Coates smiled and handed him a cigar.
Parric dropped his briefcase into a corner and lifted a white smock from the back of a static chair he seldom used. His desk, utilitarian and small, was uncluttered, the bottom two drawers of a curiously outdated filing cabinet empty. The walls were undecorated and could have been blue except for the green one saw when not looking directly at them. It was comfortable, however, and Parric didn’t mind having an office all to himself after so many years of staring at the backs and heads of men he had never taken the time to meet.
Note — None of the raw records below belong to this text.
//! Access to the log segments of one store.

use crate::error::{CoreError, CoreResult};
use crate::log::header::{LogHeader, LOG_HEADER_SIZE};
use crate::log::reader::LogEntryReader;
use crate::types::{LogPosition, StoreId};
use std::sync::Arc;
use tidelog_storage::{SegmentStore, StorageBackend};

/// The log segments of a store, validated against the store's identity.
///
/// Cheap to clone; all clones share the segment store.
#[derive(Clone)]
pub struct LogFiles {
    store: Arc<dyn SegmentStore>,
    store_id: StoreId,
}

impl LogFiles {
    /// Wraps a segment store belonging to `store_id`.
    pub fn new(store: Arc<dyn SegmentStore>, store_id: StoreId) -> Self {
        Self { store, store_id }
    }

    /// Identity of the owning store.
    #[must_use]
    pub const fn store_id(&self) -> StoreId {
        self.store_id
    }

    /// The underlying segment store.
    #[must_use]
    pub fn segments(&self) -> &Arc<dyn SegmentStore> {
        &self.store
    }

    /// Existing log versions in ascending order.
    ///
    /// # Errors
    ///
    /// Returns an error if the store cannot be listed.
    pub fn versions(&self) -> CoreResult<Vec<u64>> {
        Ok(self.store.versions()?)
    }

    /// Lowest existing log version.
    ///
    /// # Errors
    ///
    /// Returns an error if the store cannot be listed.
    pub fn lowest_version(&self) -> CoreResult<Option<u64>> {
        Ok(self.store.lowest_version()?)
    }

    /// Highest existing log version.
    ///
    /// # Errors
    ///
    /// Returns an error if the store cannot be listed.
    pub fn highest_version(&self) -> CoreResult<Option<u64>> {
        Ok(self.store.highest_version()?)
    }

    /// Size in bytes of segment `version`.
    ///
    /// # Errors
    ///
    /// Returns an error if the segment does not exist.
    pub fn segment_size(&self, version: u64) -> CoreResult<u64> {
        Ok(self.store.segment_size(version)?)
    }

    /// Reads and validates the header of segment `version`.
    ///
    /// # Errors
    ///
    /// Returns [`CoreError::StoreIdMismatch`] if the segment belongs to
    /// another store, or a corruption error if the header is damaged or
    /// names a different log version.
    pub fn read_header(&self, version: u64) -> CoreResult<LogHeader> {
        let segment = self.store.open(version)?;
        self.header_of(version, segment.as_ref())
    }

    fn header_of(&self, version: u64, segment: &dyn StorageBackend) -> CoreResult<LogHeader> {
        let available = segment.size()?.min(LOG_HEADER_SIZE);
        let bytes = segment.read_at(0, available as usize)?;
        let header = LogHeader::decode(version, &bytes)?;

        if header.log_version != version {
            return Err(CoreError::log_corruption(
                LogPosition::new(version, 0),
                format!("segment header names log version {}", header.log_version),
            ));
        }

        if header.store_id != self.store_id {
            return Err(CoreError::StoreIdMismatch {
                version,
                expected: self.store_id,
                found: header.store_id,
            });
        }

        Ok(header)
    }

    /// Opens a reader over segment `version`.
    ///
    /// Reading starts at `from` if given, but never inside the header.
    ///
    /// # Errors
    ///
    /// Returns an error if the segment is missing or its header is invalid.
    pub fn reader(&self, version: u64, from: Option<u64>) -> CoreResult<LogEntryReader> {
        let segment = self.store.open(version)?;
        let header = self.header_of(version, segment.as_ref())?;
        let start = from.map_or(header.entry_start, |offset| offset.max(header.entry_start));
        LogEntryReader::new(segment, version, start)
    }

    /// Position of the first entry of segment `version`.
    ///
    /// # Errors
    ///
    /// Returns an error if the segment is missing or its header is invalid.
    pub fn first_entry_position(&self, version: u64) -> CoreResult<LogPosition> {
        Ok(self.read_header(version)?.first_entry_position())
    }

    /// Creates segment `version` and writes its header.
    ///
    /// # Errors
    ///
    /// Returns an error if the segment exists or cannot be written.
    pub fn create_segment(&self, version: u64) -> CoreResult<Box<dyn StorageBackend>> {
        let mut segment = self.store.create(version)?;
        segment.append(&LogHeader::new(version, self.store_id).encode())?;
        segment.sync()?;
        tracing::debug!(version, "created log segment");
        Ok(segment)
    }

    /// Opens segment `version` for appending.
    ///
    /// # Errors
    ///
    /// Returns an error if the segment is missing or its header is invalid.
    pub fn open_segment(&self, version: u64) -> CoreResult<Box<dyn StorageBackend>> {
        let segment = self.store.open(version)?;
        self.header_of(version, segment.as_ref())?;
        Ok(segment)
    }

    /// File name of segment `version`.
    #[must_use]
    pub fn segment_name(&self, version: u64) -> String {
        self.store.segment_name(version)
    }
}

impl std::fmt::Debug for LogFiles {
    fn fmt(&self, f: &mut std::fmt::Formatter<'_>) -> std::fmt::Result {
        f.debug_struct("LogFiles")
            .field("store_id", &self.store_id)
            .finish_non_exhaustive()
    }
}

#[cfg(test)]
mod tests {
    use super::*;
    use tidelog_storage::InMemorySegmentStore;

    fn files() -> (Arc<InMemorySegmentStore>, LogFiles) {
        let store = Arc::new(InMemorySegmentStore::new());
        let files = LogFiles::new(store.clone(), StoreId::random());
        (store, files)
    }

    #[test]
    fn created_segment_has_valid_header() {
        let (store, files) = files();
        files.create_segment(4).unwrap();

        assert_eq!(store.segment_data(4).unwrap().len() as u64, LOG_HEADER_SIZE);
        let header = files.read_header(4).unwrap();
        assert_eq!(header.log_version, 4);
        assert_eq!(header.store_id, files.store_id());
        assert_eq!(files.first_entry_position(4).unwrap(), LogPosition::new(4, 64));
    }

    #[test]
    fn foreign_store_is_rejected() {
        let (store, files) = files();
        let other = LogFiles::new(store, StoreId::random());
        other.create_segment(0).unwrap();

        assert!(matches!(
            files.read_header(0),
            Err(CoreError::StoreIdMismatch { version: 0, .. })
        ));
    }

    #[test]
    fn header_version_must_match_file() {
        let (store, files) = files();
        store.insert(2, LogHeader::new(1, files.store_id()).encode().to_vec());

        let err = files.read_header(2).unwrap_err();
        assert!(err.is_corruption());
    }

    #[test]
    fn reader_skips_header() {
        let (_store, files) = files();
        files.create_segment(0).unwrap();

        let reader = files.reader(0, Some(10)).unwrap();
        assert_eq!(reader.entry_position(), LogPosition::new(0, 64));
        let reader = files.reader(0, None).unwrap();
        assert_eq!(reader.entry_position(), LogPosition::new(0, 64));
    }
}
Checking his watch against the desk chronometer, he nodded and shuffled a handful of folders from the cabinet before opening the closet and huffing out a diagnostic unit nearly two meters high and half again as wide. After activation and a quick review/check, it settled its cylindrical bulk and waited, as Parric did, for the first patient.
“You know something,” he said to the unit as he stared out the rear window at the forest that rose higher than he could see without bending, "I think I’m getting a headache. Maybe I should take the day off and try some fishing. Assuming, of course, that there are still fish out there somewhere.”
A chime whisper-smooth interrupted his rebellion in thought, and he turned around to greet Mrs. Keller.
There had been thirty-five men besides himself chosen at random for their low profiles: average ambition, drive, and intelligence, reliable loyalty potential, and the fact that none had had the commitment urge to make more than token attachments to the world at large. They were flown to Sector Capital Washington, mildly protesting but more attentively intrigued, where they were checked and checked again for possible security breaches, though none had ever been in a position to do more than simply survive. Handsome salaries and promises of future security damped their uneasiness while they were bottle-fed information about the Towns and their inhabitants.
And were told: as populations dropped slowly toward the levels of the end of the first industrial age, man discovered that the so-called good life and its trinkets were not all that was dreamt of in poetry and prose. With more for everyone, there was, increasingly, less of everyone to enjoy it.
Factor number one, it was stressed, was the need to create a larger consumer base, or industry would falter, people would lose their time-consuming jobs, and there would be starvation and apathy in the midst of plenty.
Factor number two, which Parric more readily understood that the economics, was the emergence of a psychological dependency on neighbors. Ironically, the overcrowding of earlier centuries had developed within many the need for people close by. At the same time, several countries began to see the tempting availability of more and more land for their citizens; and from the year 2004, six wars of varying sizes, intense in their medieval dedication to the absorption of borders, caused the largest nations to realize that manpower was becoming too valuable to waste.